I noticed this aside in a Matt Asay piece, on open source:
In the Hadoop market, Cloudera uses this so-called “Open Core” model, while Hortonworks does not. While it remains to be seen who will win the long run, in the short term Cloudera leads the market and will reportedly have over $100 million in sales in 2013.
Derrick Harris said the same back in Nov of 2012.
It’s be great if it’s true, or in the ball-park.
Good stuff from 451’s Wendy Nather on sentiment around cloud security, by security people:
Security is the biggest impediment to cloud adoption. Or it isn’t, depending on which charts you consult. The commentators in our network (for TheInfoPro, a service of 451 Research) say one thing, but we heard another when we sat around a table with senior IT and security executives.
At the end of the day (which apparently is when a lot of things happen), organizations are moving some things to the cloud; CISOs aren’t happy about it, and the means to placate them lies in the hands of people, not in technology. Vendors can hope to wear down those who are objecting to the migration, or simply wait and hope that time will erode the resistance (or make it futile). But we may see cloud vendors agreeing to new provisions in contracts over time to encourage the last holdouts. Cloud security is still very much a work in progress, no matter how you look at it.
OS X Prices by Version (via OS X 10.9 Mavericks: The Ars Technica Review)

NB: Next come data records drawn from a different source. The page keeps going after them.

/// Which report schema to parse from standard input.
#[derive(Debug, Clone, Copy, PartialEq, Eq)]
pub enum Mode {
    /// The remote service's issue list (`issues`, nested fix version).
    Api,
    /// The local scanner's flat vulnerability list (`vulnerabilities`).
    Cli,
}

impl Mode {
    pub fn as_str(&self) -> &'static str {
        match self {
            Mode::Api => "api",
            Mode::Cli => "cli",
        }
    }

    pub fn display_name(&self) -> &'static str {
        match self {
            Mode::Api => "API",
            Mode::Cli => "CLI",
        }
    }

    /// Maps the two exclusive mode flags to a schema, `None` when neither
    /// is set. Flag exclusivity itself is enforced by the CLI layer.
    pub fn from_flags(api: bool, cli: bool) -> Option<Self> {
        match (api, cli) {
            (true, _) => Some(Mode::Api),
            (_, true) => Some(Mode::Cli),
            _ => None,
        }
    }
}

impl std::fmt::Display for Mode {
    fn fmt(&self, f: &mut std::fmt::Formatter<'_>) -> std::fmt::Result {
        write!(f, "{}", self.display_name())
    }
}

/// One reported finding, normalized from either input schema.
///
/// An empty `nearest_fixed_in` means the feed knows no version that fixes
/// the finding; such issues never contribute to the plan.
#[derive(Debug, Clone)]
pub struct RawIssue {
    /// Vulnerability identifier (e.g. "SNYK-JS-LODASH-567746").
    pub id: String,
    /// Name of the affected package.
    pub package_name: String,
    /// Lowest version known to contain a fix, or empty when none exists.
    pub nearest_fixed_in: String,
}

impl RawIssue {
    pub fn new(
        id: impl Into<String>,
        package_name: impl Into<String>,
        nearest_fixed_in: impl Into<String>,
    ) -> Self {
        Self {
            id: id.into(),
            package_name: package_name.into(),
            nearest_fixed_in: nearest_fixed_in.into(),
        }
    }

    /// True when the feed published a fix version for this finding.
    pub fn has_fix(&self) -> bool {
        !self.nearest_fixed_in.is_empty()
    }
}

#[cfg(test)]
mod tests {
    use super::*;

    #[test]
    fn test_mode_from_flags() {
        assert_eq!(Mode::from_flags(true, false), Some(Mode::Api));
        assert_eq!(Mode::from_flags(false, true), Some(Mode::Cli));
        assert_eq!(Mode::from_flags(false, false), None);
    }

    #[test]
    fn test_mode_display() {
        assert_eq!(Mode::Api.as_str(), "api");
        assert_eq!(Mode::Cli.as_str(), "cli");
        assert_eq!(Mode::Api.to_string(), "API");
    }

    #[test]
    fn test_has_fix() {
        assert!(RawIssue::new("V1", "lodash", "4.17.21").has_fix());
        assert!(!RawIssue::new("V2", "lodash", "").has_fix());
    }
}
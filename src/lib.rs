pub mod config;
pub mod model;
pub mod output;
pub mod parser;
pub mod planner;
pub mod version;

pub use config::Config;
pub use model::{Mode, RawIssue, Remediation, RemediationPlan};
pub use parser::ReportParser;
pub use planner::build_plan;
pub use version::FixVersion;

Roadblocks to cloud – “Technology immaturity”… as our pal JP used to call it: “shit don’t work.”
So says a recent survey of 155 IT buyers. Also, this depressing note for people who like innovation:
Ranking on the low end of priorities are features that get a lot of attention in the market for their razzle-dazzle but apparently aren’t very interesting yet in the real world. Those include the ability for multiple users to simultaneously co-edit documents, which is a big Google Docs feature, and mobile apps for iOS and Android devices, which indicates there isn’t a lot of interest in using office suites with tablets just yet.

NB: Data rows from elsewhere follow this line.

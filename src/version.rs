//! Fix-version parsing and precedence comparison.
//!
//! Advisory feeds are loose about version strings: alongside strict semver
//! they emit two-segment ("4.17"), four-segment ("1.0.2.8"), and
//! `v`-prefixed forms. [`FixVersion`] accepts all of these and compares them
//! by numeric precedence on the release segments, with missing segments
//! treated as zero, so `"4.17"` and `"4.17.0"` are equal. A pre-release
//! sorts below the plain release it precedes.
//!
//! Anything that does not parse is "not comparable": callers must leave the
//! current farthest version untouched rather than let a malformed string win.

use semver::Prerelease;
use std::cmp::Ordering;
use std::fmt;
use std::str::FromStr;
use thiserror::Error;

/// Error returned when a fix-version string cannot be parsed.
#[derive(Debug, Clone, PartialEq, Eq, Error)]
#[error("unrecognized version string {0:?}")]
pub struct VersionError(pub String);

/// A fix version parsed for precedence comparison.
///
/// # Example
///
/// ```
/// use fixplan::version::FixVersion;
///
/// let old: FixVersion = "4.17.11".parse().unwrap();
/// let new: FixVersion = "v4.18".parse().unwrap();
///
/// assert!(old < new);
/// assert_eq!(new.to_string(), "4.18.0");
/// ```
#[derive(Debug, Clone, PartialEq, Eq)]
pub struct FixVersion {
    release: Vec<u64>,
    pre: Prerelease,
}

impl FromStr for FixVersion {
    type Err = VersionError;

    fn from_str(raw: &str) -> Result<Self, VersionError> {
        let trimmed = raw.trim().trim_start_matches(['v', 'V']);
        if trimmed.is_empty() {
            return Err(VersionError(raw.to_string()));
        }

        // Strict semver first, matching how registries publish versions.
        if let Ok(version) = semver::Version::parse(trimmed) {
            return Ok(Self {
                release: normalize(vec![version.major, version.minor, version.patch]),
                pre: version.pre,
            });
        }

        // Lenient fallback for the dotted forms semver rejects.
        let (release_part, pre_part) = match trimmed.split_once('-') {
            Some((release, pre)) => (release, Some(pre)),
            None => (trimmed, None),
        };
        let release_part = release_part
            .split_once('+')
            .map(|(release, _)| release)
            .unwrap_or(release_part);

        let release: Vec<u64> = release_part
            .split('.')
            .map(|segment| segment.parse::<u64>())
            .collect::<Result<_, _>>()
            .map_err(|_| VersionError(raw.to_string()))?;

        let pre = pre_part
            .map(|pre| pre.split_once('+').map(|(pre, _)| pre).unwrap_or(pre))
            .and_then(|pre| Prerelease::new(pre).ok())
            .unwrap_or(Prerelease::EMPTY);

        Ok(Self {
            release: normalize(release),
            pre,
        })
    }
}

/// Pads the release to three segments and drops trailing zeros beyond them,
/// so that equal precedence implies structural equality ("1.2" == "1.2.0").
fn normalize(mut release: Vec<u64>) -> Vec<u64> {
    while release.len() < 3 {
        release.push(0);
    }
    while release.len() > 3 && release.last() == Some(&0) {
        release.pop();
    }
    release
}

impl Ord for FixVersion {
    fn cmp(&self, other: &Self) -> Ordering {
        let segments = self.release.len().max(other.release.len());
        for i in 0..segments {
            let ours = self.release.get(i).copied().unwrap_or(0);
            let theirs = other.release.get(i).copied().unwrap_or(0);
            match ours.cmp(&theirs) {
                Ordering::Equal => continue,
                ordering => return ordering,
            }
        }
        // semver orders the empty pre-release above any real one.
        self.pre.cmp(&other.pre)
    }
}

impl PartialOrd for FixVersion {
    fn partial_cmp(&self, other: &Self) -> Option<Ordering> {
        Some(self.cmp(other))
    }
}

impl fmt::Display for FixVersion {
    fn fmt(&self, f: &mut fmt::Formatter<'_>) -> fmt::Result {
        let release = self
            .release
            .iter()
            .map(u64::to_string)
            .collect::<Vec<_>>()
            .join(".");
        if self.pre.is_empty() {
            write!(f, "{}", release)
        } else {
            write!(f, "{}-{}", release, self.pre)
        }
    }
}

/// Compares two raw version strings by precedence.
///
/// Returns `None` when either side fails to parse; the caller must then
/// treat the pair as not comparable and skip any update that depends on it.
pub fn compare(a: &str, b: &str) -> Option<Ordering> {
    let a = a.parse::<FixVersion>().ok()?;
    let b = b.parse::<FixVersion>().ok()?;
    Some(a.cmp(&b))
}

#[cfg(test)]
mod tests {
    use super::*;

    fn parse(raw: &str) -> FixVersion {
        raw.parse().unwrap()
    }

    #[test]
    fn test_semver_precedence() {
        assert!(parse("4.17.11") < parse("4.17.21"));
        assert!(parse("0.21.1") < parse("1.0.0"));
        assert!(parse("2.0.0") > parse("1.99.99"));
    }

    #[test]
    fn test_lenient_two_segment() {
        assert!(parse("4.17") < parse("4.18"));
        assert_eq!(parse("4.17"), parse("4.17.0"));
    }

    #[test]
    fn test_lenient_four_segment() {
        assert!(parse("1.0.2.8") > parse("1.0.2"));
        assert!(parse("1.0.2.8") < parse("1.0.3"));
        assert_eq!(parse("1.2.3.0"), parse("1.2.3"));
    }

    #[test]
    fn test_v_prefix_stripped() {
        assert_eq!(parse("v4.17.21"), parse("4.17.21"));
        assert_eq!(parse("V2.0"), parse("2.0.0"));
    }

    #[test]
    fn test_prerelease_sorts_below_release() {
        assert!(parse("1.0.0-beta.1") < parse("1.0.0"));
        assert!(parse("1.0.0-alpha") < parse("1.0.0-beta"));
        assert!(parse("1.0-rc1") < parse("1.0.0"));
    }

    #[test]
    fn test_build_metadata_ignored() {
        assert_eq!(parse("1.2.3+build.5"), parse("1.2.3"));
    }

    #[test]
    fn test_canonical_display() {
        assert_eq!(parse("v4.18").to_string(), "4.18.0");
        assert_eq!(parse("4.17.21").to_string(), "4.17.21");
        assert_eq!(parse("1.0.2.8").to_string(), "1.0.2.8");
        assert_eq!(parse("1.0.0-beta.1").to_string(), "1.0.0-beta.1");
    }

    #[test]
    fn test_unparsable_rejected() {
        assert!("".parse::<FixVersion>().is_err());
        assert!("not-a-version".parse::<FixVersion>().is_err());
        assert!("1..2".parse::<FixVersion>().is_err());
        assert!("1.x.3".parse::<FixVersion>().is_err());
    }

    #[test]
    fn test_error_names_the_input() {
        let err = "bogus".parse::<FixVersion>().unwrap_err();
        assert!(err.to_string().contains("bogus"));
    }

    #[test]
    fn test_compare_parsable_pair() {
        assert_eq!(compare("4.17.11", "4.17.21"), Some(Ordering::Less));
        assert_eq!(compare("4.17", "4.17.0"), Some(Ordering::Equal));
    }

    #[test]
    fn test_compare_unparsable_side_is_none() {
        assert_eq!(compare("garbage", "1.2.3"), None);
        assert_eq!(compare("1.2.3", "garbage"), None);
        assert_eq!(compare("", ""), None);
    }
}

As recently as Q4 2010, Unix server revenue was 25.6 percent of the worldwide market, with Linux at 17 percent, according to IDC. By the first quarter of 2012, Linux commanded 20.7 percent of worldwide server revenue compared to Unix’s 18.3 percent. And in IDC’s most recent report covering Q2 2013, Linux was up to 23.2 percent of all revenue with $2.8 billion, while Unix fell 21 percent year over year to $1.8 billion. Unix’s Q2 server revenue of 15.1 percent was its lowest ever reported by IDC. (Windows servers account for nearly 50 percent of revenue, while IBM’s mainframes took nearly 10 percent.)